BRIEF: Look through the material below and return every line that contains "Errors".
###
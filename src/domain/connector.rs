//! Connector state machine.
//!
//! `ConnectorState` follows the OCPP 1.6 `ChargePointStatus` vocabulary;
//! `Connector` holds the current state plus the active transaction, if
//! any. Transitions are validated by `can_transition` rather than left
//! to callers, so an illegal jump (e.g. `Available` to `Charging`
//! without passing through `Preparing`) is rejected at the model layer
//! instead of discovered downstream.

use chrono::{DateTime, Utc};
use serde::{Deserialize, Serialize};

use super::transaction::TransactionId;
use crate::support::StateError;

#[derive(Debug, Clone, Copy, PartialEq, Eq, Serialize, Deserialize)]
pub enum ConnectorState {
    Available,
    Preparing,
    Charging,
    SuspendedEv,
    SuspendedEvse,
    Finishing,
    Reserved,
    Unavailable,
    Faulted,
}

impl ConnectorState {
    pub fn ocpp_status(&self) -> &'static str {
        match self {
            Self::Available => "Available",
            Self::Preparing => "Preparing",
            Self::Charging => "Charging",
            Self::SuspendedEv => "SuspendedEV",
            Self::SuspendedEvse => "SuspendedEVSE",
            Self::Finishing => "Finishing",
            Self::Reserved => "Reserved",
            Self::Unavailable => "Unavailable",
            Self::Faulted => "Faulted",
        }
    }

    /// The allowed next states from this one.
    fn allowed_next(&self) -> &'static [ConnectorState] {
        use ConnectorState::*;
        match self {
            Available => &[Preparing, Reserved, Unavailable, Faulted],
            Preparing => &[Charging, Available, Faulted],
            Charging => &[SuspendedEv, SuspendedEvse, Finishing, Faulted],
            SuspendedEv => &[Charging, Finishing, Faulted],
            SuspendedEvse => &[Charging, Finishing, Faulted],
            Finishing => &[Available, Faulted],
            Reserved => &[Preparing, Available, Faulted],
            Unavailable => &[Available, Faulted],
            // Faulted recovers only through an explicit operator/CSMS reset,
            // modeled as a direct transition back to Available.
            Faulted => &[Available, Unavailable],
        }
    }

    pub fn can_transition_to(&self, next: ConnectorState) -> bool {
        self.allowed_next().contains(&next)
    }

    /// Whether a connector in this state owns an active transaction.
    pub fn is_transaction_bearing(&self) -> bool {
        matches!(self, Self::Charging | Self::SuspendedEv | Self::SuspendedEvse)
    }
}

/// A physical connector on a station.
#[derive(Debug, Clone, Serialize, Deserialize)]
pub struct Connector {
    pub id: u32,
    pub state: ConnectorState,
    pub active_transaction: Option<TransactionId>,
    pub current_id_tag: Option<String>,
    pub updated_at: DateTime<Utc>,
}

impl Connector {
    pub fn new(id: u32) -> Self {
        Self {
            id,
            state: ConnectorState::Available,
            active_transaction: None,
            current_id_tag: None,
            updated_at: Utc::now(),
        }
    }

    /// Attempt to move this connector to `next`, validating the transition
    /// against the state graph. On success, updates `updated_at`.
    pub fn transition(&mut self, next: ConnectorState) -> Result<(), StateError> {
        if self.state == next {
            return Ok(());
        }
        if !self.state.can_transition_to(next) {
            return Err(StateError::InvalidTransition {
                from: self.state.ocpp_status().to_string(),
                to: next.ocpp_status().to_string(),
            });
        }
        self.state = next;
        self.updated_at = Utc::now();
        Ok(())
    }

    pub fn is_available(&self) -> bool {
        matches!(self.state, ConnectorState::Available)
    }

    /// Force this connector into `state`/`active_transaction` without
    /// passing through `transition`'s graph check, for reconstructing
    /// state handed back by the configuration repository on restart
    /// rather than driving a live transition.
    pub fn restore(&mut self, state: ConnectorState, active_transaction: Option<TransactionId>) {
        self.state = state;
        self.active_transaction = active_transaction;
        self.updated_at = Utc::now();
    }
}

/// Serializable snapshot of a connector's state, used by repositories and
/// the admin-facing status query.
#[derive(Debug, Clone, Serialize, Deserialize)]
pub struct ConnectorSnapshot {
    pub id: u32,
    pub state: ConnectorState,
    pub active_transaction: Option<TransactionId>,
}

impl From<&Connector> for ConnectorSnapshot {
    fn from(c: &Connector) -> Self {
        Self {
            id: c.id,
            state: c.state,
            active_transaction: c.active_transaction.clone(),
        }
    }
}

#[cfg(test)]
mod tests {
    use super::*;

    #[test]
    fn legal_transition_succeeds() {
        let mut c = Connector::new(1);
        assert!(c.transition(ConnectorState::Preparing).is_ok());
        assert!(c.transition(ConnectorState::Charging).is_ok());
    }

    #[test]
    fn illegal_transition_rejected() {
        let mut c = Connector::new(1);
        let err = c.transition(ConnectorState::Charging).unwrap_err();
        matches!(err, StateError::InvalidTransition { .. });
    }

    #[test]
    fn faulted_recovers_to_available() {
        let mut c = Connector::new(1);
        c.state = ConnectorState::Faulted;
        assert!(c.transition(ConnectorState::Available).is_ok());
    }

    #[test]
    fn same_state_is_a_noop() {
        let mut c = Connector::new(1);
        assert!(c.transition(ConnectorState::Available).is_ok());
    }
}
###
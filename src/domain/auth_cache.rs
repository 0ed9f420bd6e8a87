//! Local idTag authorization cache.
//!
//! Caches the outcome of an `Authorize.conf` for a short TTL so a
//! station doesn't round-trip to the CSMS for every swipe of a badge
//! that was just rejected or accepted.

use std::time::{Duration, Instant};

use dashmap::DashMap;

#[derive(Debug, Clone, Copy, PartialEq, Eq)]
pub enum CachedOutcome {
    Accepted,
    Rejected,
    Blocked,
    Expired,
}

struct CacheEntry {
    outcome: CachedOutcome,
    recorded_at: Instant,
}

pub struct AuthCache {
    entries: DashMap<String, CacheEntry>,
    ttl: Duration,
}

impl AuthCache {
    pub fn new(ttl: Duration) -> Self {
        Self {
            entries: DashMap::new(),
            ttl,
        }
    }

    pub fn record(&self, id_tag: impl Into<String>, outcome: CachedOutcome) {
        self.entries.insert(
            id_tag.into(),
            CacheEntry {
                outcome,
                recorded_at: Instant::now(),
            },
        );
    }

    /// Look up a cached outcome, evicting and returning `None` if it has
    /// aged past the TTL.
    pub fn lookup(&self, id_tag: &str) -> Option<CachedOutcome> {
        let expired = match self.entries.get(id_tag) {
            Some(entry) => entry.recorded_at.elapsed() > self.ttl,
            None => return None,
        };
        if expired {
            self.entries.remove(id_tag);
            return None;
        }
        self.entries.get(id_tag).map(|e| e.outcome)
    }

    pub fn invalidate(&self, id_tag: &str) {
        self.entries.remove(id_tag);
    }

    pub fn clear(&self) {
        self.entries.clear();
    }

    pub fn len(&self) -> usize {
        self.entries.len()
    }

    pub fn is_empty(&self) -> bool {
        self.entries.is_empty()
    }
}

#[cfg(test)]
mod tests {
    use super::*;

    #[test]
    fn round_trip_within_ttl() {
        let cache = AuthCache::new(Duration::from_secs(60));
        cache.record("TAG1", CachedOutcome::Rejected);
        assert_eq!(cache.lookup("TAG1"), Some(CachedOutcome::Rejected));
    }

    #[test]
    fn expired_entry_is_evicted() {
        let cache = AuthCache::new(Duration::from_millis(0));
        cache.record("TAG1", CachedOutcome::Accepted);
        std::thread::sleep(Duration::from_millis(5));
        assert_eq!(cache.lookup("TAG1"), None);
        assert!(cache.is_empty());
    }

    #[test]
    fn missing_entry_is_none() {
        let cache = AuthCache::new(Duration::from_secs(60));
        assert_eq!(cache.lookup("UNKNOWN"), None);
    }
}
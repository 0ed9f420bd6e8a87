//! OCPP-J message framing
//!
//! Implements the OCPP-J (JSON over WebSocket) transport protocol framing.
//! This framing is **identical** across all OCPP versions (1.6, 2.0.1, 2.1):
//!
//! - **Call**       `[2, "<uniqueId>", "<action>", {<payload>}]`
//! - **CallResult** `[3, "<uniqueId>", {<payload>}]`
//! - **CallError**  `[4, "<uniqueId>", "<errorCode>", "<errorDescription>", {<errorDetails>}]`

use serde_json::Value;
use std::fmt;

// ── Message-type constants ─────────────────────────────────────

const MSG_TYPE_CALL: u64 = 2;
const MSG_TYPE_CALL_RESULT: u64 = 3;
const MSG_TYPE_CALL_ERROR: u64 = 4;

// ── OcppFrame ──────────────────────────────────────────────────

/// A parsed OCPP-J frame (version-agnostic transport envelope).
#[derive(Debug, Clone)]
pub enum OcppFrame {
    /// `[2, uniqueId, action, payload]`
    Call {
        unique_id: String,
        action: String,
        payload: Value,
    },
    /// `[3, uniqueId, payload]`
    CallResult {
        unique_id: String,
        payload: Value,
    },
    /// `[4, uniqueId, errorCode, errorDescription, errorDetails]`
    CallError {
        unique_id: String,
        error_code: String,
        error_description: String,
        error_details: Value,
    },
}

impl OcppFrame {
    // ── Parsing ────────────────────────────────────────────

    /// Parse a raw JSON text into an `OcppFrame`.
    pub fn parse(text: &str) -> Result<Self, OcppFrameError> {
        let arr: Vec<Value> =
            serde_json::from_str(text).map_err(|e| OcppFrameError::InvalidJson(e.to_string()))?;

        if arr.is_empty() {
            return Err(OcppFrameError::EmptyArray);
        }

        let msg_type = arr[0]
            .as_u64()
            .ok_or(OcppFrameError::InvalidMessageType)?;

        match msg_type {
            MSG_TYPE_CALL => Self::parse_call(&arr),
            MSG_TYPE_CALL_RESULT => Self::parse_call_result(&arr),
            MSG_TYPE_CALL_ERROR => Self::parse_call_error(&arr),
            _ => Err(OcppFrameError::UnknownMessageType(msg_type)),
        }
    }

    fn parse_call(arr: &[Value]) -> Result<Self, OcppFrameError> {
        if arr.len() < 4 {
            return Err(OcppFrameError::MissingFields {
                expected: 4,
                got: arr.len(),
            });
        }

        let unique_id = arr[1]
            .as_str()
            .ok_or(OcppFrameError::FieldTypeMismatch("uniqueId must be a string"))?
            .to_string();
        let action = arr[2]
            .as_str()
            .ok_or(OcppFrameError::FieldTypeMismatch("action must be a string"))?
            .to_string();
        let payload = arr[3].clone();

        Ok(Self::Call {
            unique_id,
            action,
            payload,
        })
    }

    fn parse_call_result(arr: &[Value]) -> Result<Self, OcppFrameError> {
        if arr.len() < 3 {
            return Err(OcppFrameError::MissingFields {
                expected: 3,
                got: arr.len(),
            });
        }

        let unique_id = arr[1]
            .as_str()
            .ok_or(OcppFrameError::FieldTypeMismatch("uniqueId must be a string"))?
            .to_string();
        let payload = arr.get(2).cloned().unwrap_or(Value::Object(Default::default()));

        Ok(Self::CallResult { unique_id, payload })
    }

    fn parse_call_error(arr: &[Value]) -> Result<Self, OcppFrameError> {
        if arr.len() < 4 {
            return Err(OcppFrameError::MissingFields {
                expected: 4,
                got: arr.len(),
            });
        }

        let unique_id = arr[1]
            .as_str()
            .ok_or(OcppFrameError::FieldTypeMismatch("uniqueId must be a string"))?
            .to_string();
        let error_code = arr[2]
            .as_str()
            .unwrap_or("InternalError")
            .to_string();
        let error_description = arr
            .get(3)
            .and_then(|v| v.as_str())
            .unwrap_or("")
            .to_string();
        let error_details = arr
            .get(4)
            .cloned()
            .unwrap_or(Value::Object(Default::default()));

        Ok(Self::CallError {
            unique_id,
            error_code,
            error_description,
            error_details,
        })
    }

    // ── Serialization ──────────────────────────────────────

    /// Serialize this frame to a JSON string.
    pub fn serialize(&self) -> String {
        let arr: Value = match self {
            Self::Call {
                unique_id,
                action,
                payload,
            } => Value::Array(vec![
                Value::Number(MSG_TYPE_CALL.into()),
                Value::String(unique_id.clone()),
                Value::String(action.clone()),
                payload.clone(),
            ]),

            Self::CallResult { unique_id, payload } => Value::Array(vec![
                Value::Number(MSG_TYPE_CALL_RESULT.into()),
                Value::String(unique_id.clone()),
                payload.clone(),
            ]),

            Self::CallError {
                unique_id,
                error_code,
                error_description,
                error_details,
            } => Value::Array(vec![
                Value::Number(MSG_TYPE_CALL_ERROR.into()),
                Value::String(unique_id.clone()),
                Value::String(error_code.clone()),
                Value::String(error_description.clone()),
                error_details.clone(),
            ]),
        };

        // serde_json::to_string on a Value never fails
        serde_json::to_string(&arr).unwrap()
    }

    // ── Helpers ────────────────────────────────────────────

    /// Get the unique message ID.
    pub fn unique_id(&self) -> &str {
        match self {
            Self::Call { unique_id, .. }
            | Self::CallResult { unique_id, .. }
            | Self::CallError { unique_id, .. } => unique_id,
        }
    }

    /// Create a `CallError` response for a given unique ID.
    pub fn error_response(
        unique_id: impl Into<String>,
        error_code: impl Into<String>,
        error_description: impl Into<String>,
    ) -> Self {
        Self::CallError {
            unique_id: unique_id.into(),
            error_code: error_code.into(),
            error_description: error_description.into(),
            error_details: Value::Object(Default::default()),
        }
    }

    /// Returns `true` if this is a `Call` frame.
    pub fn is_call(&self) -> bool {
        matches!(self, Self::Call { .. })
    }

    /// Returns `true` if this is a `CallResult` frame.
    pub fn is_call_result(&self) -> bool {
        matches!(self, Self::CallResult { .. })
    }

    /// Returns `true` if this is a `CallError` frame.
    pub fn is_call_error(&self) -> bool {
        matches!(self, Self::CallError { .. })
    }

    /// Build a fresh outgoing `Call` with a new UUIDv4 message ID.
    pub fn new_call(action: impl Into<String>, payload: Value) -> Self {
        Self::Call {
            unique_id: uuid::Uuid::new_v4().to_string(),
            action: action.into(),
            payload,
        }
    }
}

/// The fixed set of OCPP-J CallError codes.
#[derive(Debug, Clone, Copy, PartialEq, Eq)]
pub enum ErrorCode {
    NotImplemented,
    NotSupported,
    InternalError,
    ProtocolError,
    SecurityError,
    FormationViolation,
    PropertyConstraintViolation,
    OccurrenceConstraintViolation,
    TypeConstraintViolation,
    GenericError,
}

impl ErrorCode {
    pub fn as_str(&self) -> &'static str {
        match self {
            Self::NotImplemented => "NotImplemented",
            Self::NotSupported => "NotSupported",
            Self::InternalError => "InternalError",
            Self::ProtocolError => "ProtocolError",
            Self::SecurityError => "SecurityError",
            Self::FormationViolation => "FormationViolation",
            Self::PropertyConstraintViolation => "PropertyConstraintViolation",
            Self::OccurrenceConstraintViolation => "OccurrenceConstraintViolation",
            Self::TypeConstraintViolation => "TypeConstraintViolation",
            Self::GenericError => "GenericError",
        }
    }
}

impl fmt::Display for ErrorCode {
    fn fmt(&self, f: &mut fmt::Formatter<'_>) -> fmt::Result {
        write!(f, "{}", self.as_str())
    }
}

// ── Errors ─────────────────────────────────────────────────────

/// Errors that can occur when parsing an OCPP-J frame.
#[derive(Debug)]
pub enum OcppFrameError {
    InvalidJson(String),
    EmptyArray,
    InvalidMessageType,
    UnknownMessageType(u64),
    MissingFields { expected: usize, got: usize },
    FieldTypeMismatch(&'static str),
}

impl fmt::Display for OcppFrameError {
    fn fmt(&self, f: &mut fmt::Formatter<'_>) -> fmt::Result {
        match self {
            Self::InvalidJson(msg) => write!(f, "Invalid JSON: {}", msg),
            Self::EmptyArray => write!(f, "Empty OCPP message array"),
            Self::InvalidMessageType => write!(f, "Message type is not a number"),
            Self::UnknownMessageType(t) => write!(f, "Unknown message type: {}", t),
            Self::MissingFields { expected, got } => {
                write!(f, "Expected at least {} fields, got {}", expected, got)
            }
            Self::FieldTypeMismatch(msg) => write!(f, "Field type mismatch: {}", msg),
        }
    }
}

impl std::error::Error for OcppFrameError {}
###
TASK RESULT:
// ── Errors ─────────────────────────────────────────────────────
/// Errors that can occur when parsing an OCPP-J frame.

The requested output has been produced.